CodeI/O: Condensing Reasoning Patterns via Code Input-Output Prediction (2502.07316v4)

Published 11 Feb 2025 in cs.CL and cs.AI

Abstract: Reasoning is a fundamental capability of LLMs. While prior research predominantly focuses on enhancing narrow skills like math or code generation, improving performance on many other reasoning tasks remains challenging due to sparse and fragmented training data. To address this issue, we propose CodeI/O, a novel approach that systematically condenses diverse reasoning patterns inherently embedded in contextually-grounded codes, through transforming the original code into a code input-output prediction format. By training models to predict inputs/outputs given code and test cases entirely in natural language as Chain-of-Thought (CoT) rationales, we expose them to universal reasoning primitives -- like logic flow planning, state-space searching, decision tree traversal, and modular decomposition -- while decoupling structured reasoning from code-specific syntax and preserving procedural rigor. Experimental results demonstrate CodeI/O leads to consistent improvements across symbolic, scientific, logic, math & numerical, and commonsense reasoning tasks. By matching the existing ground-truth outputs or re-executing the code with predicted inputs, we can verify each prediction and further enhance the CoTs through multi-turn revision, resulting in CodeI/O++ and achieving higher performance. Our data and models are available at https://github.com/hkust-nlp/CodeIO.

PDF Abstract

CodeI/O: Enhancing Reasoning in LLMs through Code Input-Output Prediction

The paper "CodeI/O: Condensing Reasoning Patterns via Code Input-Output Prediction" provides a novel approach to improving reasoning capabilities of LLMs by leveraging code's inherent logical structure. In essence, the paper introduces CodeI/O, which focuses on training models to predict inputs or outputs based on code snippets and subsequent test cases—executed entirely as natural language Chain-of-Thought (CoT) rationales.

The authors highlight a limitation faced in prior research: the fragmentation and sparseness of training data which hamper the performance enhancement of LLMs on broader reasoning tasks. While previous efforts have concentrated on specific skills like mathematical problem solving or code generation, these approaches fall short in covering the spectrum of reasoning capabilities expected of advanced LLMs.

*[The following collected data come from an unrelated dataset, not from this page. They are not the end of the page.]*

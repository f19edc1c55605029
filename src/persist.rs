//! JSON persistence for corpora and snapshots.
//!
//! A snapshot directory holds two files:
//!
//! - `card_index.json`: `{"0": "lightning bolt", "1": "counterspell", ...}`
//! - `adjacency.json`: the sparse matrix
//!
//! Affinities are cheap to derive and are recomputed on load.

use std::collections::BTreeMap;
use std::fs::{self, File};
use std::io::{BufReader, BufWriter, Read, Write};
use std::path::Path;

use crate::affinity::Normalization;
use crate::card_index::CardIndex;
use crate::collection::Collection;
use crate::matrix::{AdjacencyMatrix, MatrixError};
use crate::snapshot::Snapshot;

pub const CARD_INDEX_FILE: &str = "card_index.json";
pub const ADJACENCY_FILE: &str = "adjacency.json";

#[derive(Debug)]
pub enum SnapshotError {
    Io(std::io::Error),
    Json(serde_json::Error),
    /// The id map skips a position or maps two positions to one key.
    InvalidIdMap(String),
    InvalidMatrix(MatrixError),
}

impl From<std::io::Error> for SnapshotError {
    fn from(err: std::io::Error) -> Self {
        SnapshotError::Io(err)
    }
}

impl From<serde_json::Error> for SnapshotError {
    fn from(err: serde_json::Error) -> Self {
        SnapshotError::Json(err)
    }
}

impl From<MatrixError> for SnapshotError {
    fn from(err: MatrixError) -> Self {
        SnapshotError::InvalidMatrix(err)
    }
}

impl std::fmt::Display for SnapshotError {
    fn fmt(&self, f: &mut std::fmt::Formatter<'_>) -> std::fmt::Result {
        match self {
            SnapshotError::Io(e) => write!(f, "I/O error: {}", e),
            SnapshotError::Json(e) => write!(f, "JSON error: {}", e),
            SnapshotError::InvalidIdMap(msg) => write!(f, "Invalid card id map: {}", msg),
            SnapshotError::InvalidMatrix(e) => write!(f, "Invalid adjacency matrix: {}", e),
        }
    }
}

impl std::error::Error for SnapshotError {
    fn source(&self) -> Option<&(dyn std::error::Error + 'static)> {
        match self {
            SnapshotError::Io(e) => Some(e),
            SnapshotError::Json(e) => Some(e),
            SnapshotError::InvalidIdMap(_) => None,
            SnapshotError::InvalidMatrix(e) => Some(e),
        }
    }
}

/// Read a corpus stored as a JSON array of card-name arrays.
///
/// Names are canonicalized with [`normalize_card_name`](crate::collection::normalize_card_name).
pub fn read_corpus<R: Read>(reader: R) -> Result<Vec<Collection>, SnapshotError> {
    let lists: Vec<Vec<String>> = serde_json::from_reader(reader)?;
    Ok(lists.into_iter().map(Collection::from_names).collect())
}

pub fn load_corpus(path: &Path) -> Result<Vec<Collection>, SnapshotError> {
    let corpus = read_corpus(BufReader::new(File::open(path)?))?;
    log::debug!("loaded {} collections from {}", corpus.len(), path.display());
    Ok(corpus)
}

pub fn write_card_index<W: Write>(index: &CardIndex, writer: W) -> Result<(), SnapshotError> {
    let id_map: BTreeMap<u32, &str> = index.iter().map(|(id, key)| (id.0, key)).collect();
    serde_json::to_writer(writer, &id_map)?;
    Ok(())
}

/// Read an id map, requiring positions `0..n` with no gaps or repeated keys.
pub fn read_card_index<R: Read>(reader: R) -> Result<CardIndex, SnapshotError> {
    let id_map: BTreeMap<u32, String> = serde_json::from_reader(reader)?;
    let mut index = CardIndex::new();
    for (expected, (position, key)) in id_map.into_iter().enumerate() {
        if position as usize != expected {
            return Err(SnapshotError::InvalidIdMap(format!(
                "expected position {expected}, found {position}"
            )));
        }
        if index.contains(&key) {
            return Err(SnapshotError::InvalidIdMap(format!(
                "key '{key}' appears at more than one position"
            )));
        }
        index.register(&key);
    }
    Ok(index)
}

pub fn write_matrix<W: Write>(matrix: &AdjacencyMatrix, writer: W) -> Result<(), SnapshotError> {
    serde_json::to_writer(writer, matrix)?;
    Ok(())
}

/// Decode a matrix as stored. Structural checks run in
/// [`Snapshot::from_parts`], or call [`AdjacencyMatrix::validate`] directly.
pub fn read_matrix<R: Read>(reader: R) -> Result<AdjacencyMatrix, SnapshotError> {
    Ok(serde_json::from_reader(reader)?)
}

/// Write `card_index.json` and `adjacency.json` into `dir`, creating it.
pub fn save_snapshot(snapshot: &Snapshot, dir: &Path) -> Result<(), SnapshotError> {
    fs::create_dir_all(dir)?;

    let mut index_out = BufWriter::new(File::create(dir.join(CARD_INDEX_FILE))?);
    write_card_index(snapshot.index(), &mut index_out)?;
    index_out.flush()?;

    let mut matrix_out = BufWriter::new(File::create(dir.join(ADJACENCY_FILE))?);
    write_matrix(snapshot.matrix(), &mut matrix_out)?;
    matrix_out.flush()?;

    log::info!("saved snapshot to {}", dir.display());
    Ok(())
}

pub fn load_snapshot(dir: &Path, normalization: Normalization) -> Result<Snapshot, SnapshotError> {
    let index = read_card_index(BufReader::new(File::open(dir.join(CARD_INDEX_FILE))?))?;
    let matrix = read_matrix(BufReader::new(File::open(dir.join(ADJACENCY_FILE))?))?;
    let snapshot = Snapshot::from_parts(index, matrix, normalization)?;
    log::info!(
        "loaded snapshot from {}: {} cards",
        dir.display(),
        snapshot.index().len()
    );
    Ok(snapshot)
}

#[cfg(test)]
mod tests {
    use super::*;

    #[test]
    fn test_read_corpus_normalizes_names() {
        let json = r#"[["Sol Ring", "Mana Vault", "sol ring"], ["Æther Vial"]]"#;
        let corpus = read_corpus(json.as_bytes()).unwrap();
        assert_eq!(corpus.len(), 2);
        assert_eq!(
            corpus[0].keys().collect::<Vec<_>>(),
            vec!["sol ring", "mana vault"]
        );
        assert_eq!(corpus[1].keys().collect::<Vec<_>>(), vec!["aether vial"]);
    }

    #[test]
    fn test_card_index_id_map_format() {
        let mut index = CardIndex::new();
        index.register("sol ring");
        index.register("mana vault");
        let mut out = Vec::new();
        write_card_index(&index, &mut out).unwrap();
        assert_eq!(
            String::from_utf8(out).unwrap(),
            r#"{"0":"sol ring","1":"mana vault"}"#
        );
    }

    #[test]
    fn test_read_card_index_rejects_gaps() {
        let err = read_card_index(r#"{"0": "a", "2": "b"}"#.as_bytes()).unwrap_err();
        assert!(matches!(err, SnapshotError::InvalidIdMap(_)));
    }

    #[test]
    fn test_read_card_index_rejects_duplicate_keys() {
        let err = read_card_index(r#"{"0": "a", "1": "a"}"#.as_bytes()).unwrap_err();
        assert!(matches!(err, SnapshotError::InvalidIdMap(_)));
    }

    #[test]
    fn test_read_card_index_accepts_unordered_object() {
        let index = read_card_index(r#"{"1": "b", "0": "a"}"#.as_bytes()).unwrap();
        assert_eq!(index.keys(), &["a".to_string(), "b".to_string()]);
    }

    #[test]
    fn test_tampered_matrix_rejected_when_assembled() {
        use crate::snapshot::BuildOptions;

        let corpus = vec![Collection::new(["a", "b"]), Collection::new(["b", "c"])];
        let built = Snapshot::build(&corpus, BuildOptions::default());
        let mut out = Vec::new();
        write_matrix(built.matrix(), &mut out).unwrap();

        let mut value: serde_json::Value = serde_json::from_slice(&out).unwrap();
        value["counts"][0] = serde_json::json!(5);
        let tampered = read_matrix(value.to_string().as_bytes()).unwrap();
        assert!(tampered.validate().is_err());

        let err = Snapshot::from_parts(built.index().clone(), tampered, Normalization::Conditional)
            .unwrap_err();
        assert!(matches!(
            SnapshotError::from(err),
            SnapshotError::InvalidMatrix(_)
        ));
    }

    #[test]
    fn test_read_matrix_rejects_malformed_json() {
        let err = read_matrix("{\"offsets\": [0]}".as_bytes()).unwrap_err();
        assert!(matches!(err, SnapshotError::Json(_)));
    }
}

Innovation of CodeI/O Approach:

CodeI/O addresses the aforementioned limitation by transforming raw code into a structured input-output prediction format. This transformation allows LLMs to recognize and learn diverse reasoning patterns embedded in various contexts. This focus encompasses typical reasoning processes such as logic flow planning, state-space searching, decision tree traversal, and modular decomposition—all while dissociating structured reasoning from code-specific syntax to maintain procedural rigor. The research leverages diverse real-world code, transforming them into executable functions and formulating tasks that require predicting feasible inputs given outputs, or vice versa, in natural language.

Key Findings and Results:

The paper provides empirical evidence demonstrating that CodeI/O enhances model performance across a range of reasoning tasks—not restricted to code-related scenarios. Through a comprehensive evaluation involving 454,900 code files and a total of 3.5 million training samples, models trained with CodeI/O show considerable gains on benchmarks evaluating symbolic, numerical, logic, and commonsense reasoning.

An advanced variant, CodeI/O++, introduces multi-turn revision where predictions are verified via code execution, and erroneous predictions are iteratively refined using LLM-based assessments. This enhanced data-driven approach further cements performance gains across task domains.

Implications and Future Directions:

The implications of the research are multifaceted. Practically, the approach offers a scalable method to enrich LLM training datasets with diverse reasoning examples without requiring intra-domain overfitting. Theoretically, it paves the way for constructing a unified understanding of reasoning across multiple domains within LLMs.

This work sets the stage for further exploration into the intersection of coding, logic, and language, suggesting that future AI developments could benefit from deeper integration between natural language processing capabilities and programmatic logic. The authors speculate on the potential of further combining LLMs with execution-based frameworks or reinforcement learning paradigms to maximize reasoning proficiency.

Ultimately, CodeI/O is posited as an essential step towards bridging the gap between human-like cognitive reasoning and machine intelligence, offering concrete methodologies to expand the general reasoning abilities of large-scale AI models.